その後の取り調べで工藤会系組長や元会社社長は襲撃の動機について、にわかに信じがたい驚愕の供述をしたのだった。
「(前年の)下関市長選で安倍が推した候補の選挙運動に協力した。候補は当選したために、500万円の報酬を受け取るはずが、300万円だけだったので犯行に及んだ」
工藤会系組長や元会社社長らの初公判は2004年6月、福岡地裁で開かれた。検察側は冒頭陳述で犯行動機について、「元会社社長が1999年の下関市長選で安倍が推す候補を支援し、当選したため安倍側に現金500万円を要求した。安倍側は300万円を工面したが、その後の要求を拒否されたため、工藤会系組長とともに犯行を決意した」と主張した。
工藤会系組長の判決公判は2007年3月に開かれた。福岡地裁は、「人への被害もありえた危険な犯行で、金銭のためには放火もするという動機も身勝手」と述べて組長に懲役20年(求刑・無期懲役)を言い渡した。
2008年1月の福岡高裁の控訴審判決でも、「事件の首謀者として、配下の組員に命じ、火炎瓶を繰り返し投げ付けて(安倍側に)圧力をかけた陰湿な犯行」と控訴を棄却、懲役20年とした。実行犯の組員らも有罪となっていた。
裁判は有罪判決が宣告されて終結した。しかし、1999年の下関市長選にあたり、安部側が暴力団である工藤会やその周辺者である元会社社長側に500万円の報酬を約束して対立候補の妨害工作などを依頼すること自体が反社会的行為であり、事件の本質的な問題といっても過言ではないはずだが、不問に付されたままだ。
報酬は500万円だったはずが、差額の200万円をめぐってトラブルとなり、火炎瓶が投げつけられる事件は起きた。

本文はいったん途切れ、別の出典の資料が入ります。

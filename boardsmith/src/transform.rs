//! 2D affine transforms
//!
//! Components place their ports, symbol primitives and footprints in a local
//! frame. Once the placement (center, rotation) is known the local elements
//! are mapped into the board frame: rotate first, then translate.

use crate::elements::{Element, PadShape, Point};

/// Row-major 2x3 affine matrix:
///
/// ```text
/// | a c e |
/// | b d f |
/// ```
#[derive(Debug, Clone, Copy, PartialEq)]
pub struct Matrix {
    pub a: f64,
    pub b: f64,
    pub c: f64,
    pub d: f64,
    pub e: f64,
    pub f: f64,
}

impl Default for Matrix {
    fn default() -> Self {
        Self::identity()
    }
}

impl Matrix {
    pub fn identity() -> Self {
        Self {
            a: 1.0,
            b: 0.0,
            c: 0.0,
            d: 1.0,
            e: 0.0,
            f: 0.0,
        }
    }

    pub fn translate(x: f64, y: f64) -> Self {
        Self {
            e: x,
            f: y,
            ..Self::identity()
        }
    }

    pub fn rotate_degrees(degrees: f64) -> Self {
        let (sin, cos) = degrees.to_radians().sin_cos();
        Self {
            a: cos,
            b: sin,
            c: -sin,
            d: cos,
            e: 0.0,
            f: 0.0,
        }
    }

    /// Placement transform: rotate about the origin, then move to `center`.
    pub fn placement(center: Point, rotation_degrees: f64) -> Self {
        Self::compose(&[
            Self::translate(center.x, center.y),
            Self::rotate_degrees(rotation_degrees),
        ])
    }

    /// Left-to-right product; the rightmost matrix is applied first.
    pub fn compose(matrices: &[Matrix]) -> Self {
        matrices
            .iter()
            .fold(Self::identity(), |acc, m| acc.multiply(m))
    }

    pub fn multiply(&self, o: &Matrix) -> Self {
        Self {
            a: self.a * o.a + self.c * o.b,
            b: self.b * o.a + self.d * o.b,
            c: self.a * o.c + self.c * o.d,
            d: self.b * o.c + self.d * o.d,
            e: self.a * o.e + self.c * o.f + self.e,
            f: self.b * o.e + self.d * o.f + self.f,
        }
    }

    pub fn apply(&self, p: Point) -> Point {
        Point {
            x: clean(self.a * p.x + self.c * p.y + self.e),
            y: clean(self.b * p.x + self.d * p.y + self.f),
        }
    }

    /// Rotation component in degrees, normalised to `[0, 360)`
    pub fn rotation_degrees(&self) -> f64 {
        let deg = self.b.atan2(self.a).to_degrees();
        clean(deg.rem_euclid(360.0))
    }
}

/// Snap float noise from sin/cos (e.g. `6.1e-17`) to the nearest
/// micro-unit so rotated output stays stable across builds.
fn clean(v: f64) -> f64 {
    let snapped = (v * 1e9).round() / 1e9;
    if snapped == 0.0 {
        0.0
    } else {
        snapped
    }
}

fn is_quarter_turn(degrees: f64) -> bool {
    let r = degrees.rem_euclid(180.0);
    (r - 90.0).abs() < 1e-6
}

/// Map every schematic-domain position through `matrix`.
/// Non-schematic elements pass through unchanged.
pub fn transform_schematic_elements(elements: Vec<Element>, matrix: &Matrix) -> Vec<Element> {
    let rotation = matrix.rotation_degrees();
    elements
        .into_iter()
        .map(|element| match element {
            Element::SchematicPort(mut e) => {
                e.center = matrix.apply(e.center);
                e.facing_direction = e.facing_direction.rotated(rotation);
                Element::SchematicPort(e)
            }
            Element::SchematicLine(mut e) => {
                let p1 = matrix.apply(Point::new(e.x1, e.y1));
                let p2 = matrix.apply(Point::new(e.x2, e.y2));
                e.x1 = p1.x;
                e.y1 = p1.y;
                e.x2 = p2.x;
                e.y2 = p2.y;
                Element::SchematicLine(e)
            }
            Element::SchematicBox(mut e) => {
                let p = matrix.apply(Point::new(e.x, e.y));
                e.x = p.x;
                e.y = p.y;
                if is_quarter_turn(rotation) {
                    std::mem::swap(&mut e.width, &mut e.height);
                }
                Element::SchematicBox(e)
            }
            Element::SchematicText(mut e) => {
                e.position = matrix.apply(e.position);
                Element::SchematicText(e)
            }
            other => other,
        })
        .collect()
}

/// Map every pcb-domain position of footprint elements through `matrix`.
/// Non-pcb elements pass through unchanged.
pub fn transform_pcb_elements(elements: Vec<Element>, matrix: &Matrix) -> Vec<Element> {
    let rotation = matrix.rotation_degrees();
    let place = |x: f64, y: f64| matrix.apply(Point::new(x, y));
    elements
        .into_iter()
        .map(|element| match element {
            Element::PcbSmtpad(mut e) => {
                let p = place(e.x, e.y);
                e.x = p.x;
                e.y = p.y;
                if is_quarter_turn(rotation) {
                    if let PadShape::Rect { width, height } = e.shape {
                        e.shape = PadShape::Rect {
                            width: height,
                            height: width,
                        };
                    }
                }
                Element::PcbSmtpad(e)
            }
            Element::PcbPlatedHole(mut e) => {
                let p = place(e.x, e.y);
                e.x = p.x;
                e.y = p.y;
                Element::PcbPlatedHole(e)
            }
            Element::PcbHole(mut e) => {
                let p = place(e.x, e.y);
                e.x = p.x;
                e.y = p.y;
                Element::PcbHole(e)
            }
            Element::PcbVia(mut e) => {
                let p = place(e.x, e.y);
                e.x = p.x;
                e.y = p.y;
                Element::PcbVia(e)
            }
            Element::PcbSilkscreenLine(mut e) => {
                let p1 = place(e.x1, e.y1);
                let p2 = place(e.x2, e.y2);
                e.x1 = p1.x;
                e.y1 = p1.y;
                e.x2 = p2.x;
                e.y2 = p2.y;
                Element::PcbSilkscreenLine(e)
            }
            Element::PcbSilkscreenText(mut e) => {
                let p = place(e.x, e.y);
                e.x = p.x;
                e.y = p.y;
                Element::PcbSilkscreenText(e)
            }
            Element::PcbPort(mut e) => {
                let p = place(e.x, e.y);
                e.x = p.x;
                e.y = p.y;
                Element::PcbPort(e)
            }
            other => other,
        })
        .collect()
}

#[cfg(test)]
mod tests {
    use super::*;
    use crate::elements::{FacingDirection, SchematicPort};

    #[test]
    fn test_translate() {
        let m = Matrix::translate(2.0, 3.0);
        assert_eq!(m.apply(Point::new(1.0, 1.0)), Point::new(3.0, 4.0));
    }

    #[test]
    fn test_rotate_then_translate() {
        let m = Matrix::placement(Point::new(10.0, 0.0), 90.0);
        // (0, -0.5) rotates to (0.5, 0), then moves by (10, 0)
        assert_eq!(m.apply(Point::new(0.0, -0.5)), Point::new(10.5, 0.0));
        assert_eq!(m.rotation_degrees(), 90.0);
    }

    #[test]
    fn test_identity_rotation() {
        assert_eq!(Matrix::identity().rotation_degrees(), 0.0);
        assert_eq!(Matrix::rotate_degrees(-90.0).rotation_degrees(), 270.0);
    }

    #[test]
    fn test_transform_schematic_port() {
        let port = Element::SchematicPort(SchematicPort {
            schematic_port_id: "schematic_port_0".to_string(),
            source_port_id: "source_port_0".to_string(),
            schematic_component_id: "schematic_component_0".to_string(),
            center: Point::new(0.0, -0.5),
            facing_direction: FacingDirection::Up,
        });
        let out = transform_schematic_elements(vec![port], &Matrix::placement(Point::new(1.0, 1.0), 180.0));
        match &out[0] {
            Element::SchematicPort(p) => {
                assert_eq!(p.center, Point::new(1.0, 1.5));
                assert_eq!(p.facing_direction, FacingDirection::Down);
            }
            other => panic!("Expected schematic port, got {:?}", other),
        }
    }
}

約束に反したとしても300万円は提供されており、判決文でも「被告人は、かねてから交際していた議員の地元秘書に対し、1999年に行われた下関市長選挙で自派と対立する候補を当選させないように活動して貢献したと主張して金員の支払いを要求し、300万円の提供を受けた」といった主旨が明記されている。
警察当局の捜査幹部は、「理由はどうあれ現金を提供した行為は、現在であれば(2011年までに全国で整備された)暴力団排除条例に違反している」と指摘している。(敬称略)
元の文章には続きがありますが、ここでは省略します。